Georgia secretary of state: My family voted for Trump. He threw us under the bus anyway.
Why? His mind is addled. That negates intent. He did not intend for anyone to “engage in conduct constituting a felony.” He just wanted what he believes is his — a victory in Georgia. Further, my client said “I just want to find 11,780 votes.” He did not say he wanted anyone to do anything improper to obtain those votes. He wanted them found. My client also said on the call that “we won the state.” He believes that, too. He believes those votes — his votes — exist, and he wanted them located.
My client is odd but, just like crazy and wrong, odd is not a crime. The burden is on the prosecution to prove, beyond a reasonable doubt, that my client acted with the intent required by the statute. That, they cannot do.
An actual trial would focus on intent
Now, it is not clear to me that Trump would permit this defense on his behalf, or that he could find a good attorney to represent him, or both. And it would not be an honor to defend him (as it would be to represent other presidents). I would prefer a root canal. But we live in a country — thank goodness — where everyone is entitled to competent counsel in a criminal case.
Thoughtful and committed defense lawyers and public defenders do their best, every day, in state and federal courtrooms around the country on behalf of difficult clients who did bad things and left behind lots of evidence. There are ways to defend Trump. The disingenuous nonsense you heard from Trump’s defense team at his second impeachment trial would never fly in a real court with a real judge, a real jury, and real rules of evidence and procedure. In a real trial, it would be sensible for a good defense attorney to focus on intent.

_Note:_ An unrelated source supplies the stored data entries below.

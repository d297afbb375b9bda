//! The archive job configuration and its load-time validation.
//!
//! [`ArchiveConfig`] is the hand-edited `[archive]` table, loosely typed so
//! that every mistake reaches [`ArchiveConfig::validate`] and is reported
//! together. [`ValidatedConfig`] is the only form the pipeline accepts.

use serde::{Deserialize, Serialize};
use tracing::warn;

use crate::error::{ArchiveError, FieldError, FieldErrors, Result};
use crate::label::LabelPath;
use crate::search::keyword::KeywordExpr;
use crate::template::FileNameFormat;

use super::presets;

/// Longest accepted lookback window, about a hundred years.
pub const MAX_SEARCH_DAYS: u32 = 36_500;

/// The `[archive]` table as written by the user.
#[derive(Debug, Clone, PartialEq, Eq, Serialize, Deserialize)]
#[serde(default)]
pub struct ArchiveConfig {
    /// Storage folder id. Empty means the storage root.
    pub drive_folder_id: String,
    /// Search keywords, OR-combined. Each may use operators (`from:...`).
    pub search_keywords: Vec<String>,
    /// Label applied to processed messages, `/`-separated.
    pub processed_label: String,
    /// Lookback window in days.
    pub search_days: i64,
    /// Attachment filename template.
    pub file_name_format: String,
}

impl Default for ArchiveConfig {
    fn default() -> Self {
        presets::basic()
    }
}

/// A configuration that passed validation. Immutable.
#[derive(Debug, Clone)]
pub struct ValidatedConfig {
    drive_folder_id: Option<String>,
    keywords: Vec<KeywordExpr>,
    processed_label: LabelPath,
    search_days: u32,
    file_name_format: FileNameFormat,
    warnings: Vec<String>,
}

impl ArchiveConfig {
    /// Check every field, collecting all violations.
    pub fn validate(&self) -> Result<ValidatedConfig> {
        let mut errors = Vec::new();
        let mut warnings = Vec::new();

        let drive_folder_id = match validate_folder_id(&self.drive_folder_id) {
            Ok(id) => id,
            Err(e) => {
                errors.push(e);
                None
            }
        };

        let keywords = validate_keywords(&self.search_keywords, &mut errors);

        let processed_label = match LabelPath::parse(&self.processed_label) {
            Ok(label) => Some(label),
            Err(ArchiveError::InvalidLabel { reason, .. }) => {
                errors.push(FieldError::new(
                    "processed_label",
                    format!("'{}' {reason}", self.processed_label),
                ));
                None
            }
            Err(e) => return Err(e),
        };

        let search_days = match u32::try_from(self.search_days) {
            Ok(days) if (1..=MAX_SEARCH_DAYS).contains(&days) => Some(days),
            _ if self.search_days < 1 => {
                errors.push(FieldError::new(
                    "search_days",
                    format!("must be at least 1, got {}", self.search_days),
                ));
                None
            }
            _ => {
                errors.push(FieldError::new(
                    "search_days",
                    format!(
                        "{} is too large (at most {MAX_SEARCH_DAYS})",
                        self.search_days
                    ),
                ));
                None
            }
        };

        let file_name_format = FileNameFormat::parse(&self.file_name_format);
        if self.file_name_format.trim().is_empty() {
            errors.push(FieldError::new("file_name_format", "must not be empty"));
        }
        for token in file_name_format.unknown_tokens() {
            let message = format!(
                "file_name_format: unknown placeholder {token} will be kept literally \
                 (known: {{date}}, {{subject}}, {{sender}}, {{original}})"
            );
            warn!(token = %token, "Unknown placeholder in file_name_format");
            warnings.push(message);
        }
        if !file_name_format.uses(crate::template::Placeholder::Original)
            && !file_name_format.uses(crate::template::Placeholder::Subject)
        {
            warnings.push(
                "file_name_format: names may collide when one day has several attachments"
                    .to_string(),
            );
        }

        match (processed_label, search_days) {
            (Some(processed_label), Some(search_days)) if errors.is_empty() => {
                Ok(ValidatedConfig {
                    drive_folder_id,
                    keywords,
                    processed_label,
                    search_days,
                    file_name_format,
                    warnings,
                })
            }
            _ => Err(ArchiveError::InvalidConfig(FieldErrors(errors))),
        }
    }
}

/// Empty → `None`; otherwise ASCII alphanumerics, `-` and `_` only.
fn validate_folder_id(raw: &str) -> std::result::Result<Option<String>, FieldError> {
    let id = raw.trim();
    if id.is_empty() {
        return Ok(None);
    }
    match id
        .chars()
        .find(|c| !(c.is_ascii_alphanumeric() || *c == '-' || *c == '_'))
    {
        Some(bad) => Err(FieldError::new(
            "drive_folder_id",
            format!("'{raw}' contains invalid character '{bad}'"),
        )),
        None => Ok(Some(id.to_string())),
    }
}

fn validate_keywords(raw: &[String], errors: &mut Vec<FieldError>) -> Vec<KeywordExpr> {
    if raw.is_empty() {
        errors.push(FieldError::new(
            "search_keywords",
            "must contain at least one keyword",
        ));
        return Vec::new();
    }

    let mut parsed = Vec::with_capacity(raw.len());
    for (i, keyword) in raw.iter().enumerate() {
        if keyword.trim().is_empty() {
            errors.push(FieldError::new(
                "search_keywords",
                format!("entry {} is blank", i + 1),
            ));
            continue;
        }
        let expr = KeywordExpr::parse(keyword);
        if expr.is_empty() {
            errors.push(FieldError::new(
                "search_keywords",
                format!("entry {} ('{keyword}') has no searchable terms", i + 1),
            ));
            continue;
        }
        parsed.push(expr);
    }
    parsed
}

impl ValidatedConfig {
    /// Folder id, or `None` for the storage root.
    pub fn drive_folder_id(&self) -> Option<&str> {
        self.drive_folder_id.as_deref()
    }

    pub fn keywords(&self) -> &[KeywordExpr] {
        &self.keywords
    }

    pub fn processed_label(&self) -> &LabelPath {
        &self.processed_label
    }

    pub fn search_days(&self) -> u32 {
        self.search_days
    }

    pub fn file_name_format(&self) -> &FileNameFormat {
        &self.file_name_format
    }

    /// Non-fatal findings (unknown placeholders, collision-prone formats).
    pub fn warnings(&self) -> &[String] {
        &self.warnings
    }
}

#[cfg(test)]
mod tests {
    use super::*;

    fn errors_of(cfg: &ArchiveConfig) -> Vec<FieldError> {
        match cfg.validate() {
            Err(ArchiveError::InvalidConfig(FieldErrors(errs))) => errs,
            other => panic!("expected InvalidConfig, got {other:?}"),
        }
    }

    #[test]
    fn test_default_is_valid() {
        let v = ArchiveConfig::default().validate().unwrap();
        assert_eq!(v.drive_folder_id(), None);
        assert_eq!(v.search_days(), 7);
        assert_eq!(v.processed_label().as_str(), "請求書/処理済み");
        assert_eq!(v.keywords().len(), 3);
        assert_eq!(v.file_name_format().as_str(), "{date}_{original}");
    }

    #[test]
    fn test_zero_days_rejected() {
        let cfg = ArchiveConfig {
            search_days: 0,
            ..ArchiveConfig::default()
        };
        let errs = errors_of(&cfg);
        assert_eq!(errs.len(), 1);
        assert_eq!(errs[0].field, "search_days");
        assert!(errs[0].message.contains("got 0"));
    }

    #[test]
    fn test_negative_days_rejected() {
        let cfg = ArchiveConfig {
            search_days: -3,
            ..ArchiveConfig::default()
        };
        assert_eq!(errors_of(&cfg)[0].field, "search_days");
    }

    #[test]
    fn test_huge_days_rejected() {
        for days in [
            i64::from(MAX_SEARCH_DAYS) + 1,
            1_000_000_000,
            i64::from(u32::MAX) + 1,
        ] {
            let cfg = ArchiveConfig {
                search_days: days,
                ..ArchiveConfig::default()
            };
            let errs = errors_of(&cfg);
            assert_eq!(errs[0].field, "search_days");
            assert!(errs[0].message.contains("too large"));
        }
    }

    #[test]
    fn test_max_days_accepted() {
        let cfg = ArchiveConfig {
            search_days: i64::from(MAX_SEARCH_DAYS),
            ..ArchiveConfig::default()
        };
        assert_eq!(cfg.validate().unwrap().search_days(), MAX_SEARCH_DAYS);
    }

    #[test]
    fn test_bad_label_rejected() {
        let cfg = ArchiveConfig {
            processed_label: "請求書//処理済み".to_string(),
            ..ArchiveConfig::default()
        };
        let errs = errors_of(&cfg);
        assert_eq!(errs[0].field, "processed_label");
        assert!(errs[0].message.contains("empty level"));
    }

    #[test]
    fn test_bad_folder_id_rejected() {
        let cfg = ArchiveConfig {
            drive_folder_id: "../etc".to_string(),
            ..ArchiveConfig::default()
        };
        assert_eq!(errors_of(&cfg)[0].field, "drive_folder_id");
    }

    #[test]
    fn test_folder_id_accepted() {
        let cfg = ArchiveConfig {
            drive_folder_id: "1a2b3c4d5e6f7g8h9i0j".to_string(),
            ..ArchiveConfig::default()
        };
        let v = cfg.validate().unwrap();
        assert_eq!(v.drive_folder_id(), Some("1a2b3c4d5e6f7g8h9i0j"));
    }

    #[test]
    fn test_keywords_rules() {
        let none = ArchiveConfig {
            search_keywords: vec![],
            ..ArchiveConfig::default()
        };
        assert_eq!(errors_of(&none)[0].field, "search_keywords");

        let blank = ArchiveConfig {
            search_keywords: vec!["Invoice".to_string(), "  ".to_string()],
            ..ArchiveConfig::default()
        };
        assert!(errors_of(&blank)[0].message.contains("entry 2 is blank"));

        let no_terms = ArchiveConfig {
            search_keywords: vec!["-".to_string()],
            ..ArchiveConfig::default()
        };
        assert!(errors_of(&no_terms)[0].message.contains("no searchable terms"));
    }

    #[test]
    fn test_all_errors_collected() {
        let cfg = ArchiveConfig {
            drive_folder_id: "has space".to_string(),
            search_keywords: vec![],
            processed_label: String::new(),
            search_days: 0,
            file_name_format: " ".to_string(),
        };
        let fields: Vec<&str> = errors_of(&cfg).iter().map(|e| e.field).collect();
        assert_eq!(
            fields,
            vec![
                "drive_folder_id",
                "search_keywords",
                "processed_label",
                "search_days",
                "file_name_format"
            ]
        );
    }

    #[test]
    fn test_unknown_placeholder_is_warning_only() {
        let cfg = ArchiveConfig {
            file_name_format: "{date}_{unknown}_{original}".to_string(),
            ..ArchiveConfig::default()
        };
        let v = cfg.validate().unwrap();
        assert_eq!(v.warnings().len(), 1);
        assert!(v.warnings()[0].contains("{unknown}"));
    }

    #[test]
    fn test_date_only_format_warns_about_collisions() {
        let cfg = ArchiveConfig {
            file_name_format: "{date}".to_string(),
            ..ArchiveConfig::default()
        };
        let v = cfg.validate().unwrap();
        assert!(v.warnings().iter().any(|w| w.contains("collide")));
    }
}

Proving intent in a real criminal case to a unanimous jury by proof beyond a reasonable doubt is difficult. It should be. These are vital and cherished components of our criminal law and of due process, and important to remember when we talk about criminal liability — Trump’s or anyone else's. It is not easy, nor should it be.
Chuck Rosenberg, a former U.S. attorney and senior FBI official, headed the Drug Enforcement Administration from 2015-17.